Top of TASK DATA
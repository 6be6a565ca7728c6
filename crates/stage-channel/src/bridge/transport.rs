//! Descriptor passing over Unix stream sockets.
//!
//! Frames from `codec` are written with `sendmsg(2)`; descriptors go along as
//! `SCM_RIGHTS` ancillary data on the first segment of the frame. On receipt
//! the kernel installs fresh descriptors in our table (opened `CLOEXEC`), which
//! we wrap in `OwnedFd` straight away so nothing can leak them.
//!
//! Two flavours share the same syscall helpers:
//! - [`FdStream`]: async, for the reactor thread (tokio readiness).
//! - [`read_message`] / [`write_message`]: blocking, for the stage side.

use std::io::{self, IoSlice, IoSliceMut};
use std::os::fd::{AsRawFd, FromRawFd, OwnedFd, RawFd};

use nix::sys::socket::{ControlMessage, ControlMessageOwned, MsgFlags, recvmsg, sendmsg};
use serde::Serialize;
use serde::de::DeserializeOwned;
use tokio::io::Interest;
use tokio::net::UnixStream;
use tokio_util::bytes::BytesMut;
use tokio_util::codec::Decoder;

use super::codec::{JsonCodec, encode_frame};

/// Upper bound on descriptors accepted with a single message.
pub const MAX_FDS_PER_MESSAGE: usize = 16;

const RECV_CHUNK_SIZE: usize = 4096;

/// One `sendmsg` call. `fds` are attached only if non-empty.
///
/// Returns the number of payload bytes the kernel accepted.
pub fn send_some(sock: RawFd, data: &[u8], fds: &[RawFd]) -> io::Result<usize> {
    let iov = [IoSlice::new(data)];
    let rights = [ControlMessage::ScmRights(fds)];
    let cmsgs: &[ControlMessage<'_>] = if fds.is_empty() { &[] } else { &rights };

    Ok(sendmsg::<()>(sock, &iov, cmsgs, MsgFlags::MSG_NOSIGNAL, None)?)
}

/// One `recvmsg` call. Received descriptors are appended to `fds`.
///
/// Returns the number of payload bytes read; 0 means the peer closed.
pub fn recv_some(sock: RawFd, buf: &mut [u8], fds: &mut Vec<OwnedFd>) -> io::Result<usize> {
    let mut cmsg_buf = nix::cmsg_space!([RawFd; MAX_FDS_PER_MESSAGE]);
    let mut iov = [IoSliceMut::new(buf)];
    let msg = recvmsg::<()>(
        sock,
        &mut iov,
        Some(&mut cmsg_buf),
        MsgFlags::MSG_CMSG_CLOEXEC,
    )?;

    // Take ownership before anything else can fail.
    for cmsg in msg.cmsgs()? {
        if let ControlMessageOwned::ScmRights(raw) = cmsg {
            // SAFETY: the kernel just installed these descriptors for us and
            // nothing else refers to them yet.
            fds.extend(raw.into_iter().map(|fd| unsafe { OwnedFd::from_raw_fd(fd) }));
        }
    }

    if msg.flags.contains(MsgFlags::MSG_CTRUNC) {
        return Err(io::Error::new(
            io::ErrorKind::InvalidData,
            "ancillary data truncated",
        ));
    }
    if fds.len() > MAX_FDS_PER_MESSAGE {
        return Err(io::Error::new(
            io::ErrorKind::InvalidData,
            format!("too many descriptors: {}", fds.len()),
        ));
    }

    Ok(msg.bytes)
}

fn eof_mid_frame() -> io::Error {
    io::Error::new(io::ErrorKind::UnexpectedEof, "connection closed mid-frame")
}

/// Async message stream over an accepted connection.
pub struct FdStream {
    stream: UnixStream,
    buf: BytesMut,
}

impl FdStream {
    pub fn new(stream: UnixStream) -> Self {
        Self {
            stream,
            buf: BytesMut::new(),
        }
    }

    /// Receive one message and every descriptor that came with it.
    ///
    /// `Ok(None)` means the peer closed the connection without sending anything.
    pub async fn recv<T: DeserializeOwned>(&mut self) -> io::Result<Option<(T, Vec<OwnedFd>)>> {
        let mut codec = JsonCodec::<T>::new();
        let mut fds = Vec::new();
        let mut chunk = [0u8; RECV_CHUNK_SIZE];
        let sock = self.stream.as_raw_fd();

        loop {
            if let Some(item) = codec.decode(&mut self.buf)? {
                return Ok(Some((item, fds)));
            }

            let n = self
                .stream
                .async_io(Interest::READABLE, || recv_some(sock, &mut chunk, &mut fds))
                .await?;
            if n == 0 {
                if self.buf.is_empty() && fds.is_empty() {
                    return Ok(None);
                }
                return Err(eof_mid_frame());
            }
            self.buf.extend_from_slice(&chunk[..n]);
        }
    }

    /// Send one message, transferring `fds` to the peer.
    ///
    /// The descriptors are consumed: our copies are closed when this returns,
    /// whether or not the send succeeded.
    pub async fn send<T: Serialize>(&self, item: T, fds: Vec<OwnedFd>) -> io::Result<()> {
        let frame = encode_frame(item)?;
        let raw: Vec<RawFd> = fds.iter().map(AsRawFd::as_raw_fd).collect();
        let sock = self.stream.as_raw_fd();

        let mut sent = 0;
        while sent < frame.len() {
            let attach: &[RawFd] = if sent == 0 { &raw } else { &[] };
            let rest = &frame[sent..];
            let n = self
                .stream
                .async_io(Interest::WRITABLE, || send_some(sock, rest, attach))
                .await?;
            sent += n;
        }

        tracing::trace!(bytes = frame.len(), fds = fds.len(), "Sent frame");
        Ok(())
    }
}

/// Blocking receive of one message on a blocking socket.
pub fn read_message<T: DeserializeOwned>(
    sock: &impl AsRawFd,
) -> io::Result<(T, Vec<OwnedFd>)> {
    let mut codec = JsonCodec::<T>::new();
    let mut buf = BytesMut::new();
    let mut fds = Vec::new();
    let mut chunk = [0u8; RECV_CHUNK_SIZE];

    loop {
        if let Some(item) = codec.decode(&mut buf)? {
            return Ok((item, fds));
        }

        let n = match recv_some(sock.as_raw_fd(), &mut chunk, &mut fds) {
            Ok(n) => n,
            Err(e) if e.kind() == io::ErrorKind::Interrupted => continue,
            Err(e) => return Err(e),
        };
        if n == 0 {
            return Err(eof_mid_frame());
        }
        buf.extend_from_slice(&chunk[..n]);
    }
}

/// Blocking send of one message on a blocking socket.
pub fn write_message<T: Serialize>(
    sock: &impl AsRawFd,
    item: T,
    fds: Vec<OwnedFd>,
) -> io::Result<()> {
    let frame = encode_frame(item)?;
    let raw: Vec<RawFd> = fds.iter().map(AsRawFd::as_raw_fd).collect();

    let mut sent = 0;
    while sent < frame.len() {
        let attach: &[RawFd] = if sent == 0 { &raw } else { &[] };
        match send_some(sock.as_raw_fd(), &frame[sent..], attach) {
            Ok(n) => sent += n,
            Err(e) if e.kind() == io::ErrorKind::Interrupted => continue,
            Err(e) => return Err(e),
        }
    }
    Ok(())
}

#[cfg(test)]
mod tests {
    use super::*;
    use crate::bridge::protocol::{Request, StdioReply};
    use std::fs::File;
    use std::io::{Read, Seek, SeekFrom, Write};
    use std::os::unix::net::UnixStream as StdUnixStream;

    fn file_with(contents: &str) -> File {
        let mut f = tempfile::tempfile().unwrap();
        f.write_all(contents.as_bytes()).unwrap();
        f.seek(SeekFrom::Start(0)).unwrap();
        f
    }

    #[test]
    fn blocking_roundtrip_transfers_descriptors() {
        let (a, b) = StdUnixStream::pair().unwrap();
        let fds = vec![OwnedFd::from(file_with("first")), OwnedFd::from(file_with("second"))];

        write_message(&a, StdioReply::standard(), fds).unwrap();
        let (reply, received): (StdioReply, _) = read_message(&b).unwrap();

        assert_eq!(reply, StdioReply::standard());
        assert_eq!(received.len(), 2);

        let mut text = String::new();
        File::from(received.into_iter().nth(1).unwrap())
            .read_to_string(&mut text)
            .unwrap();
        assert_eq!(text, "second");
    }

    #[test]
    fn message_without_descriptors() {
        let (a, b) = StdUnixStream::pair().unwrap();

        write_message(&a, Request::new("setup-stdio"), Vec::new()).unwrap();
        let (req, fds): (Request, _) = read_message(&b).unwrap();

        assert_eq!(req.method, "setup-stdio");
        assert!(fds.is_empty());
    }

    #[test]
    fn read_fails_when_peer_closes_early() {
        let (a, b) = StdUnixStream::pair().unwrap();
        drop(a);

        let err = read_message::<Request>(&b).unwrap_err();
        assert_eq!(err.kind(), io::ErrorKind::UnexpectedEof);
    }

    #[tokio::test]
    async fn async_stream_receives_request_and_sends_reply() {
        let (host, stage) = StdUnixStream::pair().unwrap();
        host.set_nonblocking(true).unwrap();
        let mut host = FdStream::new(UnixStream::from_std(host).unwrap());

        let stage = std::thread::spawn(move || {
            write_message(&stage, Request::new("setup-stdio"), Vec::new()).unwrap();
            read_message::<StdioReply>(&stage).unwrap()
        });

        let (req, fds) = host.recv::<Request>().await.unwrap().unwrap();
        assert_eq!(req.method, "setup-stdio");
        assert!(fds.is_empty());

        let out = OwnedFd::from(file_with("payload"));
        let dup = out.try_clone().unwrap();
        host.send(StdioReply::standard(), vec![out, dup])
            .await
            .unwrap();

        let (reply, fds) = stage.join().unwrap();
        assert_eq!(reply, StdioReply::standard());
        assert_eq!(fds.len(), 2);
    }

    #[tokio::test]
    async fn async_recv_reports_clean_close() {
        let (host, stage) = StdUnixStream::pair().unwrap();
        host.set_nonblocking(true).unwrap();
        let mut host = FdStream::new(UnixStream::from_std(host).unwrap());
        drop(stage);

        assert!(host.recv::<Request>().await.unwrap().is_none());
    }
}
Bottom of TASK DATA
Top of TASK DATA
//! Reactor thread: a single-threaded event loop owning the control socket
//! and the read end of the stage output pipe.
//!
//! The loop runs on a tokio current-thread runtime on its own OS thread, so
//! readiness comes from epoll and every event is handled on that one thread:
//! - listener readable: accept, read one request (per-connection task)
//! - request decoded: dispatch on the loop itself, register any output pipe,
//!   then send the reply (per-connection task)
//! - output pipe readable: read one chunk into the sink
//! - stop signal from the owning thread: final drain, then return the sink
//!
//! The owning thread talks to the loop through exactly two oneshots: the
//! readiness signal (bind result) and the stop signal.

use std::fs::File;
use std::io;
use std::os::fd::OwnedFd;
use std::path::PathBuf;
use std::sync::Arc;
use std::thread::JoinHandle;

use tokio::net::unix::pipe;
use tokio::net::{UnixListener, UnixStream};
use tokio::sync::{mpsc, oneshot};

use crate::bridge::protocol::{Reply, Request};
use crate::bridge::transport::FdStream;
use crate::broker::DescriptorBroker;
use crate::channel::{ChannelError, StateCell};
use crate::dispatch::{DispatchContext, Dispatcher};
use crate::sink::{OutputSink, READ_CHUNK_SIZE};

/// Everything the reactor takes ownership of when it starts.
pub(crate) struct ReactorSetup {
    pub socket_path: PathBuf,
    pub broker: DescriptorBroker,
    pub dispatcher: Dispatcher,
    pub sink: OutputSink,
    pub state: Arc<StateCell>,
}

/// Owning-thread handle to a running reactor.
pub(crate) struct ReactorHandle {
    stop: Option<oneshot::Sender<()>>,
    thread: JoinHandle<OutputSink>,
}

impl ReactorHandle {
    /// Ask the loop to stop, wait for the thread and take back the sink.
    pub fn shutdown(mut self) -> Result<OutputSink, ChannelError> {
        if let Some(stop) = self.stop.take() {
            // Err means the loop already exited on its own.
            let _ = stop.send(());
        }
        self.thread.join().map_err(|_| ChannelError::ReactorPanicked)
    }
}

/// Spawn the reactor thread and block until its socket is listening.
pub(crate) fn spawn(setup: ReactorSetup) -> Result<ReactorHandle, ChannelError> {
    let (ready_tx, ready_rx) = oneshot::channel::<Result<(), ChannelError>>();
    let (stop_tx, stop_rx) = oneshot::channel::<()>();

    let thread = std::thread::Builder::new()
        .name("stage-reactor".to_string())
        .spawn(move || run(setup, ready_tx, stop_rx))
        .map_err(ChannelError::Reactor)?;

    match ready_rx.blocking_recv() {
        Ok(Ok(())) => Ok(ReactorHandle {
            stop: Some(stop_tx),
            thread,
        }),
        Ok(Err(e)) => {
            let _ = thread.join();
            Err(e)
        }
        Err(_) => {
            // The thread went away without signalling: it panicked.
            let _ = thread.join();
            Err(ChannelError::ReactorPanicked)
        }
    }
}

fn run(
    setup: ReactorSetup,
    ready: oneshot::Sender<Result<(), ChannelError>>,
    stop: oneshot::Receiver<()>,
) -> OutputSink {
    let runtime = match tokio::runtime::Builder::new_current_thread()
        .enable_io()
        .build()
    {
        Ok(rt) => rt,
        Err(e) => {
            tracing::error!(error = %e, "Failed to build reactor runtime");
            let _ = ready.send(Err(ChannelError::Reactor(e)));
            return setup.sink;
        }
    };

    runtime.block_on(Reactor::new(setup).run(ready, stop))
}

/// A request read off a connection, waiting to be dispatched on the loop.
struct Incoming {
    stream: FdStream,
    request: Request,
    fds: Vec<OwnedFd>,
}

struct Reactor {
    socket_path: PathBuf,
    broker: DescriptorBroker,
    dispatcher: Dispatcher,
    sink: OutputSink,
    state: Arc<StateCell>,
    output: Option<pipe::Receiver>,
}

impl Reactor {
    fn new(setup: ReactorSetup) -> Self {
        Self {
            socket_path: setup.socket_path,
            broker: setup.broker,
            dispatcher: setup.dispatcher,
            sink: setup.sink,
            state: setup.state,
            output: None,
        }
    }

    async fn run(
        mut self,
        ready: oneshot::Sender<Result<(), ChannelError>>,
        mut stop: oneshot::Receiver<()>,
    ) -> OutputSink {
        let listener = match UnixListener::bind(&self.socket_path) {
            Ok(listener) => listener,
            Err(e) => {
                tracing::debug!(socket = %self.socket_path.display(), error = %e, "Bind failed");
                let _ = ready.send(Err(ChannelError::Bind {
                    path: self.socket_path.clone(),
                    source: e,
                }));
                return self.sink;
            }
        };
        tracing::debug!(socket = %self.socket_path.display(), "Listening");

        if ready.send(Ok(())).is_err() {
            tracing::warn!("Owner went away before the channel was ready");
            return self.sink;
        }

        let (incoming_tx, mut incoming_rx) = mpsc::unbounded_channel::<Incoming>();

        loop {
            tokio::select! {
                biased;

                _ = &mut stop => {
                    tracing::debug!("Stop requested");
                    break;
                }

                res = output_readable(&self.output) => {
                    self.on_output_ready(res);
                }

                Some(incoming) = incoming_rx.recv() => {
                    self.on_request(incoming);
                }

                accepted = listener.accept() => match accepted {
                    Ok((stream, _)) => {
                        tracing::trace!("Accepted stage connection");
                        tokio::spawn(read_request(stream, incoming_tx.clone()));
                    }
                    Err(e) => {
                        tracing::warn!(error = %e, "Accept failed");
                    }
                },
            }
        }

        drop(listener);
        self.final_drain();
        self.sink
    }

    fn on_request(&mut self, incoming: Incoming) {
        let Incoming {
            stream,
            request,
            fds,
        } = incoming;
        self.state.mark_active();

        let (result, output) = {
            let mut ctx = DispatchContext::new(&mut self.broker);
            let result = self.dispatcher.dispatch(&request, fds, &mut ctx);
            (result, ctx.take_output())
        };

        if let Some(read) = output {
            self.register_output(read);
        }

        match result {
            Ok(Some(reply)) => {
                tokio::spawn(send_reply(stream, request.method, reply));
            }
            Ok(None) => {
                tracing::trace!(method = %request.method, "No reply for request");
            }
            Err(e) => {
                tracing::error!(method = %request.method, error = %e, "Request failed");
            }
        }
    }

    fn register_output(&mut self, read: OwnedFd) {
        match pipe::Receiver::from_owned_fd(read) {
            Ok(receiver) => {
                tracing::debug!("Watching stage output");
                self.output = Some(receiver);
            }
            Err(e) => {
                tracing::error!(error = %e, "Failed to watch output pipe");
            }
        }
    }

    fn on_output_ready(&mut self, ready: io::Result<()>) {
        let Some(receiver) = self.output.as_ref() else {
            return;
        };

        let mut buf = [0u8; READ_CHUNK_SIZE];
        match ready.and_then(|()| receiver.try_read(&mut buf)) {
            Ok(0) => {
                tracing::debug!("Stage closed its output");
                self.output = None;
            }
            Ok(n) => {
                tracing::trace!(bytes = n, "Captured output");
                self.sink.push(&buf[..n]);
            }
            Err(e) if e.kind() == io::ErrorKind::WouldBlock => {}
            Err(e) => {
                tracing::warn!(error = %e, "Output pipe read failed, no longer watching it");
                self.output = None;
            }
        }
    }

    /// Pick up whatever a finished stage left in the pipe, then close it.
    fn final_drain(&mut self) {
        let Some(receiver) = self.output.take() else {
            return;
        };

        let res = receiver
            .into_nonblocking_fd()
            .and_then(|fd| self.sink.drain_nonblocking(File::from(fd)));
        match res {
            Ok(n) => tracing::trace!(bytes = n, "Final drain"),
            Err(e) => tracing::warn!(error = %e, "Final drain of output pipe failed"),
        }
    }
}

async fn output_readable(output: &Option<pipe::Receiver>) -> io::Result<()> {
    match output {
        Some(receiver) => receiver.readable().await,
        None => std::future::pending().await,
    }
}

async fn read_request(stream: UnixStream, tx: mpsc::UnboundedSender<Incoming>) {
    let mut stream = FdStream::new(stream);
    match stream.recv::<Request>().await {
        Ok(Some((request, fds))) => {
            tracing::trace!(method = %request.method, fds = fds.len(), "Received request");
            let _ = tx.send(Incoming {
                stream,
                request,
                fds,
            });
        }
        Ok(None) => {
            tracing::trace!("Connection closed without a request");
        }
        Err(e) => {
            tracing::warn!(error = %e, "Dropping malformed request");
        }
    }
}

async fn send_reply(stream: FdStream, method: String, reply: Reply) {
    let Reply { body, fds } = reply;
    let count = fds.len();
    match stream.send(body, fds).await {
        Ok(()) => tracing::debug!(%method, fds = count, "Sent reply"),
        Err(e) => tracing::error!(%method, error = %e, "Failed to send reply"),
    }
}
Bottom of TASK DATA
Copy out each line of the listing that holds the word "standard".

        write_message(&a, StdioReply::standard(), fds).unwrap();
        assert_eq!(reply, StdioReply::standard());
        host.send(StdioReply::standard(), vec![out, dup])
        assert_eq!(reply, StdioReply::standard());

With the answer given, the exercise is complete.